39. К. Редько. Восстание. 1925
Глава 5. Нарратив городской окраины в фотографии Бориса Михайлова: к проблеме модальности изображения
Оборотной стороной визуализации литературы можно считать олитературенное изображение. В числе многообразных видов последнего – редкий вид изобразительного «текста», не восходящего к тексту литературному (имеются в виду все виды иллюстраций и «программная» сюжетная живопись от классической традиции до передвижников) и не содержащего письменные фрагменты в своей композиции (подобно житийной иконе, лубку, портрету эпохи барокко, комиксу, рекламе), однако опирающегося на мотив, оперирующий категориями времени и состояния. Примером может служить фотоальбом «Неоконченная диссертация» работы Бориса Михайлова [Mikhailov 1998]. Впрочем, в этом произведении присутствуют и два названных выше признака – здесь есть и литературно-философские аллюзии/цитаты, и короткие записи-комментарии или просто размышления на полях. Между тем, чреватость данных изображений словом определяют не они, а содержащаяся в фотографиях имплицированная вербальность: она не поддается описанию в дискретных понятиях, но обладает выраженным качеством нарративности и может быть рассмотрена в аспекте модальности. В попытке подобрать ключ к пониманию этого произведения как примера вербализованной визуальности и состоит задача настоящей главы.

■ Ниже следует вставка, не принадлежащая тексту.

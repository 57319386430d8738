use serde::{Deserialize, Serialize};
use strata_context::{Context, ContextError};
use strata_store::mock::{FailingStore, FailureMode, RecordingStore};
use strata_store::{MemoryStore, Mutation, StoreBackend};
use strata_types::{Entity, EntityState};

#[derive(Debug, Clone, PartialEq, Serialize, Deserialize)]
struct Note {
    id: String,
    title: String,
}

impl Entity for Note {
    fn entity_type() -> &'static str {
        "note"
    }

    fn id(&self) -> String {
        self.id.clone()
    }
}

#[derive(Debug, Clone, PartialEq, Serialize, Deserialize)]
struct Folder {
    id: String,
    name: String,
}

impl Entity for Folder {
    fn entity_type() -> &'static str {
        "folder"
    }

    fn id(&self) -> String {
        self.id.clone()
    }
}

fn note(id: &str, title: &str) -> Note {
    Note {
        id: id.into(),
        title: title.into(),
    }
}

fn memory_context() -> Context {
    Context::new(MemoryStore::new())
}

// ── Staging state machine ───────────────────────────────────────

#[test]
fn add_stages_added() {
    let ctx = memory_context();
    ctx.add(note("n1", "draft"));
    assert_eq!(ctx.tracked_state::<Note>("n1"), Some(EntityState::Added));
    assert!(ctx.has_changes());
}

#[test]
fn attach_tracks_unchanged() {
    let ctx = memory_context();
    ctx.attach(note("n1", "draft"));
    assert_eq!(ctx.tracked_state::<Note>("n1"), Some(EntityState::Unchanged));
    assert!(!ctx.has_changes());
}

#[test]
fn update_attaches_detached_entity_as_modified() {
    let ctx = memory_context();
    ctx.update(note("n1", "edited"));
    assert_eq!(ctx.tracked_state::<Note>("n1"), Some(EntityState::Modified));
}

#[test]
fn update_on_added_entity_stays_added() {
    let ctx = memory_context();
    ctx.add(note("n1", "draft"));
    ctx.update(note("n1", "edited"));
    assert_eq!(ctx.tracked_state::<Note>("n1"), Some(EntityState::Added));
}

#[test]
fn remove_attaches_detached_entity_as_deleted() {
    let ctx = memory_context();
    ctx.remove(note("n1", "whatever"));
    assert_eq!(ctx.tracked_state::<Note>("n1"), Some(EntityState::Deleted));
}

#[test]
fn remove_after_add_detaches_without_store_write() {
    let backend = RecordingStore::new();
    let ctx = Context::new(backend);
    ctx.add(note("n1", "ephemeral"));
    ctx.remove(note("n1", "ephemeral"));

    assert_eq!(ctx.tracked_state::<Note>("n1"), None);
    assert!(!ctx.has_changes());
}

#[test]
fn untracked_entity_is_detached() {
    let ctx = memory_context();
    assert_eq!(ctx.tracked_state::<Note>("nope"), None);
}

// ── Save ────────────────────────────────────────────────────────

#[test]
fn save_commits_added_entity_and_resets_state() {
    let ctx = memory_context();
    ctx.add(note("n1", "draft"));
    ctx.save_changes().unwrap();

    assert_eq!(ctx.tracked_state::<Note>("n1"), Some(EntityState::Unchanged));
    assert!(!ctx.has_changes());
    let notes: Vec<Note> = ctx.fetch_all().unwrap();
    assert_eq!(notes, vec![note("n1", "draft")]);
}

#[test]
fn save_commits_full_row_update() {
    let ctx = memory_context();
    ctx.add(note("n1", "old"));
    ctx.save_changes().unwrap();

    ctx.update(note("n1", "new"));
    ctx.save_changes().unwrap();

    let notes: Vec<Note> = ctx.fetch_all().unwrap();
    assert_eq!(notes[0].title, "new");
}

#[test]
fn save_evicts_deleted_entities() {
    let ctx = memory_context();
    ctx.add(note("n1", "doomed"));
    ctx.save_changes().unwrap();

    ctx.remove(note("n1", "doomed"));
    ctx.save_changes().unwrap();

    assert_eq!(ctx.tracked_state::<Note>("n1"), None);
    let notes: Vec<Note> = ctx.fetch_all().unwrap();
    assert!(notes.is_empty());
}

#[test]
fn save_with_nothing_pending_commits_nothing() {
    let probe = std::sync::Arc::new(RecordingStore::new());
    let ctx = Context::new(ProbeStore(probe.clone()));
    ctx.save_changes().unwrap();
    assert!(probe.batches().is_empty());
}

/// Forwarding wrapper so a test can keep a handle on the store it hands
/// to a context.
struct ProbeStore(std::sync::Arc<RecordingStore>);

impl StoreBackend for ProbeStore {
    fn fetch_all(&self, entity_type: &str) -> strata_store::StoreResult<Vec<strata_store::Record>> {
        self.0.fetch_all(entity_type)
    }

    fn fetch_one(
        &self,
        entity_type: &str,
        id: &str,
    ) -> strata_store::StoreResult<Option<strata_store::Record>> {
        self.0.fetch_one(entity_type, id)
    }

    fn commit(&self, batch: &[Mutation]) -> strata_store::StoreResult<()> {
        self.0.commit(batch)
    }
}

#[test]
fn mutations_commit_in_accumulation_order_across_types() {
    let probe = std::sync::Arc::new(RecordingStore::new());
    let ctx = Context::new(ProbeStore(probe.clone()));

    ctx.add(note("n1", "first"));
    ctx.add(Folder {
        id: "f1".into(),
        name: "inbox".into(),
    });
    ctx.add(note("n2", "third"));
    ctx.save_changes().unwrap();

    let batches = probe.batches();
    assert_eq!(batches.len(), 1);
    let order: Vec<(&str, &str)> = batches[0]
        .iter()
        .map(|m| (m.entity_type(), m.id()))
        .collect();
    assert_eq!(order, vec![("note", "n1"), ("folder", "f1"), ("note", "n2")]);
}

#[test]
fn restaging_keeps_the_original_accumulation_slot() {
    let probe = std::sync::Arc::new(RecordingStore::new());
    let ctx = Context::new(ProbeStore(probe.clone()));

    ctx.add(note("a", "one"));
    ctx.save_changes().unwrap();
    ctx.attach(note("b", "two"));

    ctx.update(note("a", "one edited"));
    ctx.update(note("b", "two edited"));
    ctx.update(note("a", "one edited again"));
    ctx.save_changes().unwrap();

    let batches = probe.batches();
    let order: Vec<&str> = batches[1].iter().map(|m| m.id()).collect();
    // "a" was staged first; editing it again later does not move it back
    assert_eq!(order, vec!["a", "b"]);
}

#[test]
fn failed_save_keeps_the_pending_change_set() {
    let ctx = Context::new(FailingStore::new(FailureMode::Driver));
    ctx.add(note("n1", "stuck"));

    assert!(ctx.save_changes().is_err());
    assert!(ctx.has_changes());
    assert_eq!(ctx.tracked_state::<Note>("n1"), Some(EntityState::Added));
}

#[test]
fn store_failure_surfaces_untouched() {
    let ctx = Context::new(FailingStore::new(FailureMode::ForeignKey));
    ctx.add(note("n1", "orphan"));

    let err = ctx.save_changes().unwrap_err();
    match err {
        ContextError::Store(store_err) => {
            assert_eq!(
                store_err.constraint_kind(),
                Some(strata_store::ConstraintKind::ForeignKey)
            );
        }
        other => panic!("unexpected error: {other}"),
    }
}

// ── Reload ──────────────────────────────────────────────────────

#[test]
fn reload_overwrites_local_changes_with_store_state() {
    let ctx = memory_context();
    ctx.add(note("n1", "persisted"));
    ctx.save_changes().unwrap();

    let mut local = note("n1", "locally mangled");
    ctx.attach(local.clone());
    ctx.reload(&mut local).unwrap();

    assert_eq!(local.title, "persisted");
    assert_eq!(ctx.tracked_state::<Note>("n1"), Some(EntityState::Unchanged));
}

#[test]
fn reload_resets_a_modified_entry() {
    let ctx = memory_context();
    ctx.add(note("n1", "persisted"));
    ctx.save_changes().unwrap();

    let mut local = note("n1", "edited");
    ctx.update(local.clone());
    assert!(ctx.has_changes());

    ctx.reload(&mut local).unwrap();
    assert!(!ctx.has_changes());
    assert_eq!(local.title, "persisted");
}

#[test]
fn reload_of_untracked_entity_is_an_error() {
    let ctx = memory_context();
    let mut stray = note("n1", "stray");
    let err = ctx.reload(&mut stray).unwrap_err();
    assert!(matches!(err, ContextError::NotTracked { .. }));
}

#[test]
fn reload_of_vanished_row_is_an_error() {
    let ctx = memory_context();
    let mut ghost = note("n1", "ghost");
    ctx.attach(ghost.clone());

    let err = ctx.reload(&mut ghost).unwrap_err();
    assert!(matches!(err, ContextError::Missing { .. }));
}

// ── Async path ──────────────────────────────────────────────────

#[tokio::test]
async fn async_save_and_fetch() {
    let ctx = memory_context();
    ctx.add(note("n1", "async"));
    ctx.save_changes_async().await.unwrap();

    let notes: Vec<Note> = ctx.fetch_all_async().await.unwrap();
    assert_eq!(notes.len(), 1);
    assert_eq!(ctx.tracked_state::<Note>("n1"), Some(EntityState::Unchanged));
}

#[tokio::test]
async fn async_reload() {
    let ctx = memory_context();
    ctx.add(note("n1", "kept"));
    ctx.save_changes_async().await.unwrap();

    let mut local = note("n1", "mangled");
    ctx.attach(local.clone());
    ctx.reload_async(&mut local).await.unwrap();
    assert_eq!(local.title, "kept");
}

#[tokio::test]
async fn async_save_failure_keeps_pending_set() {
    let ctx = Context::new(FailingStore::new(FailureMode::Unique));
    ctx.add(note("n1", "dup"));

    assert!(ctx.save_changes_async().await.is_err());
    assert!(ctx.has_changes());
}
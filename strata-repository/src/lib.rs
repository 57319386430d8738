//! Two-tier repository facade for the Strata data-access layer.
//!
//! [`ReadOnlyRepository`] exposes querying over one entity type: full
//! scans, predicate filtering, and single-result retrieval with exact
//! zero/one/many semantics. [`Repository`] adds the mutation tier:
//! staging inserts, full-row updates and deletes against the context's
//! tracked set, and a save operation that commits the pending change set
//! and translates referential-integrity failures into
//! [`RepositoryError::ReferentialIntegrity`].
//!
//! Classification happens only at this boundary and only for failures the
//! layer recognizes; everything else propagates verbatim. Nothing is
//! retried and nothing is logged; the caller owns recovery.

mod error;
mod predicate;
mod read_only;
mod repository;

pub use error::{RepositoryError, RepositoryResult};
pub use predicate::Predicate;
pub use read_only::ReadOnlyRepository;
pub use repository::Repository;

pub use strata_context::Context;
pub use strata_types::Entity;
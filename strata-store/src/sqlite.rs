//! SQLite store backend.
//!
//! Persists every entity as a JSON payload in a single `entities` table
//! keyed by collection name and id. Reference rules are validated with
//! `json_extract` at the end of each commit transaction.

use crate::backend::StoreBackend;
use crate::error::{ConstraintKind, StoreError, StoreResult};
use crate::record::{Mutation, Record, Reference};
use async_trait::async_trait;
use rusqlite::{Connection, OptionalExtension, ffi, params};
use serde_json::Value;
use std::path::Path;
use std::sync::{Arc, Mutex};
use tracing::debug;

/// A store backed by a SQLite database.
pub struct SqliteStore {
    conn: Arc<Mutex<Connection>>,
    references: Vec<Reference>,
}

impl SqliteStore {
    /// Opens (or creates) a store at the given path.
    pub fn open(path: impl AsRef<Path>) -> StoreResult<Self> {
        let path = path.as_ref();
        let conn = Connection::open(path)?;
        debug!(path = %path.display(), "opened sqlite store");
        Self::open_with_conn(Arc::new(Mutex::new(conn)))
    }

    /// Opens an in-memory store (for testing).
    pub fn open_in_memory() -> StoreResult<Self> {
        Self::open_with_conn(Arc::new(Mutex::new(Connection::open_in_memory()?)))
    }

    /// Builds a store over an existing connection, creating the schema if
    /// needed.
    pub fn open_with_conn(conn: Arc<Mutex<Connection>>) -> StoreResult<Self> {
        let store = Self {
            conn,
            references: Vec::new(),
        };
        store.init_schema()?;
        Ok(store)
    }

    /// Declares a referential rule enforced on every commit.
    #[must_use]
    pub fn with_reference(mut self, reference: Reference) -> Self {
        self.references.push(reference);
        self
    }

    fn init_schema(&self) -> StoreResult<()> {
        let conn = self.conn.lock().unwrap();
        conn.execute_batch(
            "
            CREATE TABLE IF NOT EXISTS entities (
                entity_type TEXT NOT NULL,
                id TEXT NOT NULL,
                payload TEXT NOT NULL,
                PRIMARY KEY (entity_type, id)
            );
            ",
        )?;
        Ok(())
    }

    fn apply(tx: &rusqlite::Transaction<'_>, mutation: &Mutation) -> StoreResult<()> {
        match mutation {
            Mutation::Insert {
                entity_type,
                record,
            } => {
                tx.execute(
                    "INSERT INTO entities (entity_type, id, payload) VALUES (?1, ?2, ?3)",
                    params![entity_type, record.id, record.payload.to_string()],
                )
                .map_err(map_driver_error)?;
            }
            Mutation::Update {
                entity_type,
                record,
            } => {
                tx.execute(
                    "INSERT INTO entities (entity_type, id, payload) VALUES (?1, ?2, ?3)
                     ON CONFLICT (entity_type, id) DO UPDATE SET payload = excluded.payload",
                    params![entity_type, record.id, record.payload.to_string()],
                )
                .map_err(map_driver_error)?;
            }
            Mutation::Delete { entity_type, id } => {
                tx.execute(
                    "DELETE FROM entities WHERE entity_type = ?1 AND id = ?2",
                    params![entity_type, id],
                )
                .map_err(map_driver_error)?;
            }
        }
        Ok(())
    }

    /// Deferred check: after the batch is applied, every declared
    /// reference must resolve in the state the transaction produced.
    fn validate_references(tx: &rusqlite::Transaction<'_>, references: &[Reference]) -> StoreResult<()> {
        for reference in references {
            let violation: Option<(String, String)> = tx
                .query_row(
                    "SELECT c.id, json_extract(c.payload, ?2)
                     FROM entities c
                     WHERE c.entity_type = ?1
                       AND json_extract(c.payload, ?2) IS NOT NULL
                       AND NOT EXISTS (
                           SELECT 1 FROM entities p
                           WHERE p.entity_type = ?3
                             AND p.id = json_extract(c.payload, ?2)
                       )
                     LIMIT 1",
                    params![reference.child_type, reference.json_path(), reference.parent_type],
                    |row| Ok((row.get(0)?, row.get(1)?)),
                )
                .optional()?;
            if let Some((child_id, target)) = violation {
                return Err(StoreError::Constraint {
                    kind: ConstraintKind::ForeignKey,
                    detail: format!(
                        "{} {child_id} references missing {} {target}",
                        reference.child_type, reference.parent_type
                    ),
                    cause: None,
                });
            }
        }
        Ok(())
    }
}

#[async_trait]
impl StoreBackend for SqliteStore {
    fn fetch_all(&self, entity_type: &str) -> StoreResult<Vec<Record>> {
        let conn = self.conn.lock().unwrap();
        let mut stmt =
            conn.prepare("SELECT id, payload FROM entities WHERE entity_type = ?1 ORDER BY id")?;
        let rows = stmt.query_map(params![entity_type], |row| {
            Ok((row.get::<_, String>(0)?, row.get::<_, String>(1)?))
        })?;
        let mut records = Vec::new();
        for row in rows {
            let (id, payload) = row?;
            records.push(Record::new(id, serde_json::from_str::<Value>(&payload)?));
        }
        Ok(records)
    }

    fn fetch_one(&self, entity_type: &str, id: &str) -> StoreResult<Option<Record>> {
        let conn = self.conn.lock().unwrap();
        let payload: Option<String> = conn
            .query_row(
                "SELECT payload FROM entities WHERE entity_type = ?1 AND id = ?2",
                params![entity_type, id],
                |row| row.get(0),
            )
            .optional()?;
        match payload {
            Some(payload) => Ok(Some(Record::new(id, serde_json::from_str::<Value>(&payload)?))),
            None => Ok(None),
        }
    }

    fn commit(&self, batch: &[Mutation]) -> StoreResult<()> {
        let mut conn = self.conn.lock().unwrap();
        // Dropping the transaction without committing rolls it back, so
        // any error below leaves the store untouched.
        let tx = conn.transaction()?;
        for mutation in batch {
            Self::apply(&tx, mutation)?;
        }
        Self::validate_references(&tx, &self.references)?;
        tx.commit()?;
        Ok(())
    }
}

/// Maps a driver failure to a structured constraint classification where
/// the extended result code identifies one.
fn map_driver_error(err: rusqlite::Error) -> StoreError {
    let kind = match &err {
        rusqlite::Error::SqliteFailure(code, _) => match code.extended_code {
            ffi::SQLITE_CONSTRAINT_FOREIGNKEY => Some(ConstraintKind::ForeignKey),
            ffi::SQLITE_CONSTRAINT_PRIMARYKEY | ffi::SQLITE_CONSTRAINT_UNIQUE => {
                Some(ConstraintKind::Unique)
            }
            ffi::SQLITE_CONSTRAINT_NOTNULL => Some(ConstraintKind::NotNull),
            ffi::SQLITE_CONSTRAINT_CHECK => Some(ConstraintKind::Check),
            _ => None,
        },
        _ => None,
    };
    match kind {
        Some(kind) => StoreError::Constraint {
            kind,
            detail: err.to_string(),
            cause: Some(Box::new(err)),
        },
        None => StoreError::Database(err),
    }
}

#[cfg(test)]
mod tests {
    use super::*;

    #[test]
    fn driver_primary_key_violation_maps_to_unique() {
        let err = rusqlite::Error::SqliteFailure(
            ffi::Error {
                code: ffi::ErrorCode::ConstraintViolation,
                extended_code: ffi::SQLITE_CONSTRAINT_PRIMARYKEY,
            },
            Some("UNIQUE constraint failed: entities.entity_type, entities.id".into()),
        );
        let mapped = map_driver_error(err);
        assert_eq!(mapped.constraint_kind(), Some(ConstraintKind::Unique));
        // the driver error stays inspectable
        assert!(std::error::Error::source(&mapped).is_some());
    }

    #[test]
    fn unrecognized_driver_error_stays_database() {
        let mapped = map_driver_error(rusqlite::Error::InvalidQuery);
        assert!(matches!(mapped, StoreError::Database(_)));
    }
}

Борис Михайлов – один из самых знаменитых ныне живущих фотохудожников на постсоветском пространстве. Он родился в 1938 году на Украине и работал в Харькове, а с 1900-х живет в Германии. Творчество Б. Михайлова имеет огромный успех на Западе: он стал обладателем премии «Хассельблад» – наиболее престижной в области фотографии. Б. Михайлов создает серии фотографий: среди наиболее известных – «Красная серия», «У земли», «Вчерашний бутерброд», «Неоконченная диссертация», «История болезни», «Сюзи и другие». Изображения выступают как парафраз жанра репортажной, документальной фотографии: парафраз, потому что нет событий, и документом как антисобытием выступает обезличенный поток будней. Темой творчества является в основном советская/постсоветская (но также и западная) повседневность, окраины большого города, унылые будни жителя спальных районов, а иногда брутальная телесность с компонентом горькой иронии и социальной критики. Стилистика фотографий основана на принципе редуцированной эстетичности: характерны подражание отбраковке, «некачественной» любительской съемке, «случайная» кадрировка, непостановочность – или, наоборот, превращающаяся в свою противоположность нарочитая постановочность (в сюжетах, где ее меньше всего ожидают), размытый фокус, децентрированность композиции, смещение осей, кривой угол или оптическое искажение поверхности. Изображение и слово часто выступают в единстве: рукописный текст наложен на фотографические изображения как рассказ-комментарий, интимный дневник автора.